Inflation has been cooling, but some taxpayers could save more on their taxes last year as the government continues combating rising prices.
The IRS announced annual inflation adjustments for tax year 2024 in a Nov. 9 news release. More than 60 provisions were revised, including standard deductions and all seven tax brackets.
As of October, prices were up 3.7% in the 12 months between September 2022 and September 2023, according to the Bureau of Labor Statistics. That’s still above the Federal Reserve’s 2% goal, but it’s much lower than this time last year when annual inflation clocked in at 8.2%.
The changes will apply to income tax returns filed in 2025, officials said. Here’s how the revisions will impact you.
A Higher Standard Deduction
The IRS again raised its standard deduction. For the 2024 tax year,
- Married couples filing jointly will see a $29,200 standard deduction, an increase of $1,500 from 2023.
- Single taxpayers and married couples filing separately will see a $14,600 standard deduction, up $750 from 2023.
- Heads of households will see a $21,900 standard deduction, which is a $1,100 jump from 2023.
The standard deduction is the amount of money that taxpayers who do not itemize their deductions can subtract from their taxable income when filing taxes.
Modified Tax Brackets
The minimum income for each of the seven federal income tax brackets will also rise for tax year 2024.
Here’s where your income falls.
- The top tax bracket will remain at 37% and will apply to single individuals who make more than $609,350 annually and married couples filing jointly who earn more than $731,200 per year.
- Individuals earning more than $243,725 annually and married couples filing jointly earning more than a combined $487,450 will pay 35% in federal income taxes.

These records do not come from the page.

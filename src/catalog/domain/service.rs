use std::collections::HashMap;
use async_trait::async_trait;
use tracing::warn;
use crate::books::domain::StockAdjustment;
use crate::books::domain::model::BookEntity;
use crate::books::dto::BookDto;
use crate::books::repository::BookRepository;
use crate::catalog::domain::CatalogService;
use crate::core::library::{LibraryError, LibraryResult};

pub struct CatalogServiceImpl {
    book_repository: Box<dyn BookRepository>,
}

impl CatalogServiceImpl {
    pub fn new(book_repository: Box<dyn BookRepository>) -> Self {
        Self {
            book_repository,
        }
    }

    fn validate(book: &BookDto) -> LibraryResult<()> {
        if book.title.trim().is_empty() {
            warn!("rejected book without title");
            return Err(LibraryError::validation("the title is required", None));
        }
        Ok(())
    }
}

#[async_trait]
impl CatalogService for CatalogServiceImpl {
    async fn list_books(&self) -> LibraryResult<Vec<BookDto>> {
        let res = self.book_repository.query(&HashMap::new()).await?;
        Ok(res.iter().map(BookDto::from).collect())
    }

    async fn filter_books(&self, term: &str) -> LibraryResult<Vec<BookDto>> {
        let all = self.list_books().await?;
        Ok(all.into_iter().filter(|b| b.matches_term(term.trim())).collect())
    }

    async fn search_books(&self, term: &str) -> LibraryResult<Vec<BookDto>> {
        let res = self.book_repository.search(term.trim()).await?;
        Ok(res.iter().map(BookDto::from).collect())
    }

    async fn add_book(&self, book: &BookDto) -> LibraryResult<BookDto> {
        Self::validate(book)?;
        self.book_repository.create(&BookEntity::from(book)).await.map(|b| BookDto::from(&b))
    }

    async fn remove_book(&self, id: i64) -> LibraryResult<()> {
        self.book_repository.delete(id).await.map(|_| ())
    }

    async fn update_book(&self, book: &BookDto) -> LibraryResult<BookDto> {
        Self::validate(book)?;
        self.book_repository.update(&BookEntity::from(book)).await.map(|b| BookDto::from(&b))
    }

    async fn find_book_by_id(&self, id: i64) -> LibraryResult<BookDto> {
        self.book_repository.get(id).await.map(|b| BookDto::from(&b))
    }

    async fn find_book_by_isbn(&self, isbn: &str) -> LibraryResult<Vec<BookDto>> {
        let res = self.book_repository.query(
            &HashMap::from([("isbn".to_string(), isbn.trim().to_string())])).await?;
        Ok(res.iter().map(BookDto::from).collect())
    }

    async fn import_book(&self, isbn: &str) -> LibraryResult<BookDto> {
        if isbn.trim().is_empty() {
            return Err(LibraryError::validation("type an ISBN to import", None));
        }
        self.book_repository.import_isbn(isbn).await.map(|b| BookDto::from(&b))
    }

    async fn adjust_stock(&self, id: i64, adjustment: StockAdjustment) -> LibraryResult<BookDto> {
        self.book_repository.adjust_stock(id, adjustment).await?;
        self.find_book_by_id(id).await
    }
}

#[cfg(test)]
mod tests {
    use crate::books::domain::StockAdjustment;
    use crate::books::dto::BookDto;
    use crate::catalog::factory;
    use crate::core::library::LibraryError;
    use crate::utils::fake_backend::FakeBackend;

    #[tokio::test]
    async fn test_should_add_book() {
        let backend = FakeBackend::start().await;
        let catalog_svc = factory::create_catalog_service(&backend.config()).await.expect("should build service");

        let book = BookDto::new("Dom Casmurro", "Machado de Assis", "9788535909558", 2);
        let added = catalog_svc.add_book(&book).await.expect("should add book");

        let loaded = catalog_svc.find_book_by_id(added.book_id).await.expect("should return book");
        assert_eq!(book.title, loaded.title);
        assert_eq!(Some(2024), loaded.published_year);
        assert_eq!(2, loaded.available);
    }

    #[tokio::test]
    async fn test_should_reject_book_without_title() {
        let backend = FakeBackend::start().await;
        let catalog_svc = factory::create_catalog_service(&backend.config()).await.expect("should build service");

        let err = catalog_svc.add_book(&BookDto::new(" ", "Autor", "1", 1)).await.expect_err("should reject");
        assert!(matches!(err, LibraryError::Validation { .. }));
        assert!(backend.books().is_empty());
    }

    #[tokio::test]
    async fn test_should_update_book() {
        let backend = FakeBackend::start().await;
        let catalog_svc = factory::create_catalog_service(&backend.config()).await.expect("should build service");

        let mut book = catalog_svc.add_book(&BookDto::new("Iracema", "Alencar", "333", 1)).await.expect("should add book");
        book.title = "Iracema, lenda do Ceará".to_string();
        book.published_year = Some(1865);
        let _ = catalog_svc.update_book(&book).await.expect("should update book");

        let loaded = catalog_svc.find_book_by_id(book.book_id).await.expect("should return book");
        assert_eq!(book.title, loaded.title);
        assert_eq!(Some(1865), loaded.published_year);
    }

    #[tokio::test]
    async fn test_should_find_by_isbn_and_filter() {
        let backend = FakeBackend::start().await;
        let catalog_svc = factory::create_catalog_service(&backend.config()).await.expect("should build service");

        let _ = catalog_svc.add_book(&BookDto::new("Vidas Secas", "Graciliano Ramos", "981", 1)).await.expect("should add book");
        let _ = catalog_svc.add_book(&BookDto::new("São Bernardo", "Graciliano Ramos", "982", 1)).await.expect("should add book");
        assert_eq!(1, catalog_svc.find_book_by_isbn("981").await.expect("should return book").len());
        assert_eq!(2, catalog_svc.filter_books("graciliano").await.expect("should filter").len());
        assert_eq!(1, catalog_svc.search_books("vidas").await.expect("should search").len());
    }

    #[tokio::test]
    async fn test_should_import_and_adjust_stock() {
        let backend = FakeBackend::start().await;
        let catalog_svc = factory::create_catalog_service(&backend.config()).await.expect("should build service");

        assert!(matches!(catalog_svc.import_book("  ").await, Err(LibraryError::Validation { .. })));
        let imported = catalog_svc.import_book("9788508").await.expect("should import");
        assert_eq!(1, imported.available);

        let book = catalog_svc.adjust_stock(imported.book_id, StockAdjustment::Decrement).await.expect("should decrement");
        assert_eq!(0, book.available);
        let err = catalog_svc.adjust_stock(imported.book_id, StockAdjustment::Decrement).await.expect_err("no stock");
        assert!(matches!(err, LibraryError::Validation { .. }));
    }

    #[tokio::test]
    async fn test_should_remove_book() {
        let backend = FakeBackend::start().await;
        let catalog_svc = factory::create_catalog_service(&backend.config()).await.expect("should build service");

        let book = catalog_svc.add_book(&BookDto::new("Macunaíma", "Mário de Andrade", "123", 1)).await.expect("should add book");
        let _ = catalog_svc.remove_book(book.book_id).await.expect("should remove book");

        let loaded = catalog_svc.find_book_by_id(book.book_id).await;
        assert!(loaded.is_err());
    }
}
use crate::auth::session::current_token;
use crate::books::repository::BookRepository;
use crate::books::repository::http_book_repository::HttpBookRepository;
use crate::core::domain::Configuration;
use crate::core::library::LibraryResult;
use crate::utils::http::{build_http_client, RestClient};

pub async fn create_book_repository(config: &Configuration) -> LibraryResult<Box<dyn BookRepository>> {
    let token = current_token(config).await?;
    let client = RestClient::new(build_http_client()?, config.catalog_url.as_str(), token);
    Ok(Box::new(HttpBookRepository::new(client, "livros")))
}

- Individuals with an annual income greater than $191,950 and married couples filing jointly with a combined income greater than $383,900 fall in the 32% bracket.

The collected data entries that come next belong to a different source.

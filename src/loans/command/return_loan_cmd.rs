use async_trait::async_trait;
use serde::Serialize;
use crate::core::command::{Command, CommandError};
use crate::loans::domain::LoanService;
use crate::loans::dto::LoanDto;

pub struct ReturnLoanCommand {
    loan_service: Box<dyn LoanService>,
}

impl ReturnLoanCommand {
    pub fn new(loan_service: Box<dyn LoanService>) -> Self {
        Self {
            loan_service,
        }
    }
}

#[derive(Debug)]
pub struct ReturnLoanCommandRequest {
    pub loan_id: i64,
}

impl ReturnLoanCommandRequest {
    pub fn new(loan_id: i64) -> Self {
        Self {
            loan_id,
        }
    }
}

#[derive(Debug, Serialize)]
pub struct ReturnLoanCommandResponse {
    pub loan: LoanDto,
}

impl ReturnLoanCommandResponse {
    pub fn new(loan: LoanDto) -> Self {
        Self {
            loan,
        }
    }
}

#[async_trait]
impl Command<ReturnLoanCommandRequest, ReturnLoanCommandResponse> for ReturnLoanCommand {
    async fn execute(&self, req: ReturnLoanCommandRequest) -> Result<ReturnLoanCommandResponse, CommandError> {
        self.loan_service.return_loan(req.loan_id)
            .await.map_err(CommandError::from).map(ReturnLoanCommandResponse::new)
    }
}
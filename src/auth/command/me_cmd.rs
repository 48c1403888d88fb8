use async_trait::async_trait;
use serde::Serialize;
use crate::auth::domain::AuthService;
use crate::core::command::{Command, CommandError};
use crate::patrons::dto::UserDto;

pub struct MeCommand {
    auth_service: Box<dyn AuthService>,
}

impl MeCommand {
    pub fn new(auth_service: Box<dyn AuthService>) -> Self {
        Self {
            auth_service,
        }
    }
}

#[derive(Debug)]
pub struct MeCommandRequest {}

#[derive(Debug, Serialize)]
pub struct MeCommandResponse {
    pub user: UserDto,
}

impl MeCommandResponse {
    pub fn new(user: UserDto) -> Self {
        Self {
            user,
        }
    }
}

#[async_trait]
impl Command<MeCommandRequest, MeCommandResponse> for MeCommand {
    async fn execute(&self, _req: MeCommandRequest) -> Result<MeCommandResponse, CommandError> {
        self.auth_service.me().await.map_err(CommandError::from).map(MeCommandResponse::new)
    }
}
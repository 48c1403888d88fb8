use std::fmt;
use std::fmt::{Display, Formatter};
use crate::core::command::CommandError;
use crate::core::domain::Configuration;
use crate::core::library::LibraryError;

#[derive(Debug, Clone)]
pub struct AppState {
    pub config: Configuration,
}

impl AppState {
    pub fn new(config: Configuration) -> AppState {
        AppState {
            config,
        }
    }
}

// Exit codes of the `biblio` binary, loosely following sysexits.h
pub const EXIT_USAGE: i32 = 64;
pub const EXIT_NOT_FOUND: i32 = 66;
pub const EXIT_UNAVAILABLE: i32 = 69;
pub const EXIT_SOFTWARE: i32 = 70;
pub const EXIT_NO_PERMISSION: i32 = 77;

// CliError is what a controller hands back to the terminal: the process exit code and
// the message shown to the librarian.
#[derive(Debug, PartialEq)]
pub struct CliError {
    pub code: i32,
    pub message: String,
}

impl CliError {
    pub fn new(code: i32, message: &str) -> Self {
        Self { code, message: message.to_string() }
    }
}

impl Display for CliError {
    fn fmt(&self, f: &mut Formatter<'_>) -> fmt::Result {
        write!(f, "{}", self.message)
    }
}

pub type CliResult = Result<String, CliError>;

impl From<CommandError> for CliError {
    fn from(err: CommandError) -> Self {
        let message = err.message().to_string();
        match err {
            CommandError::Access { .. } => {
                CliError { code: EXIT_NO_PERMISSION, message }
            }
            CommandError::Gateway { .. } => {
                CliError { code: EXIT_UNAVAILABLE, message }
            }
            CommandError::DuplicateKey { .. } => {
                CliError { code: EXIT_USAGE, message }
            }
            CommandError::NotFound { .. } => {
                CliError { code: EXIT_NOT_FOUND, message }
            }
            CommandError::Runtime { retryable: true, .. } => {
                CliError { code: EXIT_UNAVAILABLE, message }
            }
            CommandError::Runtime { .. } => {
                CliError { code: EXIT_SOFTWARE, message }
            }
            CommandError::Serialization { .. } => {
                CliError { code: EXIT_SOFTWARE, message }
            }
            CommandError::Validation { .. } => {
                CliError { code: EXIT_USAGE, message }
            }
        }
    }
}

// factories fail before any command runs
impl From<LibraryError> for CliError {
    fn from(err: LibraryError) -> Self {
        CliError::from(CommandError::from(err))
    }
}

#[cfg(test)]
mod tests {
    use crate::core::command::CommandError;
    use crate::core::controller::{CliError, EXIT_NO_PERMISSION, EXIT_NOT_FOUND, EXIT_UNAVAILABLE, EXIT_USAGE};
    use crate::core::library::LibraryError;

    #[tokio::test]
    async fn test_should_map_command_errors() {
        let err = CliError::from(CommandError::Validation { message: "bad cpf".to_string(), reason_code: None });
        assert_eq!(CliError::new(EXIT_USAGE, "bad cpf"), err);
        let err = CliError::from(CommandError::NotFound { message: "gone".to_string() });
        assert_eq!(EXIT_NOT_FOUND, err.code);
        let err = CliError::from(CommandError::Runtime { message: "down".to_string(), reason_code: None, retryable: true });
        assert_eq!(EXIT_UNAVAILABLE, err.code);
    }

    #[tokio::test]
    async fn test_should_map_library_errors() {
        let err = CliError::from(LibraryError::access_denied("invalid credentials", None));
        assert_eq!(CliError::new(EXIT_NO_PERMISSION, "invalid credentials"), err);
    }
}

- Individuals making more than $100,525 per year and married couples making more than a combined $201,050 will be taxed 24%.
- Individuals with an annual income of more than $47,150 and married couples filing jointly making a combined $94,300 per year or more will have a 22% federal income tax.

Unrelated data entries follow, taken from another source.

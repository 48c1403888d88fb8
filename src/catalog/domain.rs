pub mod service;

use async_trait::async_trait;
use crate::books::domain::StockAdjustment;
use crate::books::dto::BookDto;
use crate::core::library::LibraryResult;

#[async_trait]
pub trait CatalogService: Sync + Send {
    async fn list_books(&self) -> LibraryResult<Vec<BookDto>>;
    // local filter on title, author or isbn
    async fn filter_books(&self, term: &str) -> LibraryResult<Vec<BookDto>>;
    // search done by the catalog service
    async fn search_books(&self, term: &str) -> LibraryResult<Vec<BookDto>>;
    async fn add_book(&self, book: &BookDto) -> LibraryResult<BookDto>;
    async fn remove_book(&self, id: i64) -> LibraryResult<()>;
    async fn update_book(&self, book: &BookDto) -> LibraryResult<BookDto>;
    async fn find_book_by_id(&self, id: i64) -> LibraryResult<BookDto>;
    async fn find_book_by_isbn(&self, isbn: &str) -> LibraryResult<Vec<BookDto>>;
    async fn import_book(&self, isbn: &str) -> LibraryResult<BookDto>;
    async fn adjust_stock(&self, id: i64, adjustment: StockAdjustment) -> LibraryResult<BookDto>;
}
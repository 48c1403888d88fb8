pub mod add_user_cmd;
pub mod list_users_cmd;
pub mod remove_user_cmd;
pub mod update_user_cmd;
use serde::{Deserialize, Serialize};
use crate::books::domain::Book;
use crate::books::domain::model::BookEntity;
use crate::core::domain::Identifiable;

// BookDto is a data transfer object for Catalog service. `available` is either the
// count reported by the backend or, once loans are known, the computed one.
#[derive(Debug, Clone, PartialEq, Serialize, Deserialize)]
pub struct BookDto {
    pub book_id: i64,
    pub title: String,
    pub author: String,
    pub isbn: String,
    pub published_year: Option<i32>,
    pub quantity: i64,
    pub available: i64,
}

impl BookDto {
    pub fn new(title: &str, author: &str, isbn: &str, quantity: i64) -> BookDto {
        BookDto {
            book_id: 0,
            title: title.to_string(),
            author: author.to_string(),
            isbn: isbn.to_string(),
            published_year: None,
            quantity,
            available: quantity,
        }
    }

    // case-insensitive on title and author, plain substring on isbn
    pub fn matches_term(&self, term: &str) -> bool {
        if term.is_empty() {
            return true;
        }
        let lower = term.to_lowercase();
        self.title.to_lowercase().contains(&lower) ||
            self.author.to_lowercase().contains(&lower) ||
            self.isbn.contains(term)
    }
}

impl Identifiable for BookDto {
    fn id(&self) -> i64 {
        self.book_id
    }
}

impl Book for BookDto {
    fn title(&self) -> &str {
        self.title.as_str()
    }

    fn total_quantity(&self) -> i64 {
        self.quantity
    }
}

impl From<&BookEntity> for BookDto {
    fn from(other: &BookEntity) -> Self {
        Self {
            book_id: other.id,
            title: other.title.to_string(),
            author: other.author.to_string(),
            isbn: other.isbn.to_string(),
            published_year: other.published_year,
            quantity: other.total_quantity,
            available: other.available_quantity.unwrap_or(other.total_quantity),
        }
    }
}

impl From<&BookDto> for BookEntity {
    fn from(other: &BookDto) -> Self {
        Self {
            id: other.book_id,
            title: other.title.to_string(),
            author: other.author.to_string(),
            isbn: other.isbn.to_string(),
            published_year: other.published_year,
            total_quantity: other.quantity,
            available_quantity: Some(other.available),
        }
    }
}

- Individuals who make over $11,600 and married couples filing jointly who make a combined $23,200 will see a 12% federal income tax.
- The lowest rate will stay at 10% and will apply to individuals with incomes of $11,600 or less and married couples filing jointly who make $23,200 or less.
Other Changes For Tax Year 2024
Several other provisions will be changed for tax year 2024, according to the IRS.
- The maximum Earned Income Tax Credit will increase to $7,830 for tax year 2024, up from 2023’s $7,430 cap. Qualifying taxpayers with three or more qualifying children are eligible for the credit.
- The dollar limitation for employee salary contributions to health flexible spending arrangements will increase to $3,200. The maximum carryover amount for cafeteria plans that allow unused funds to be carried over will increase to $640 in tax year 2024.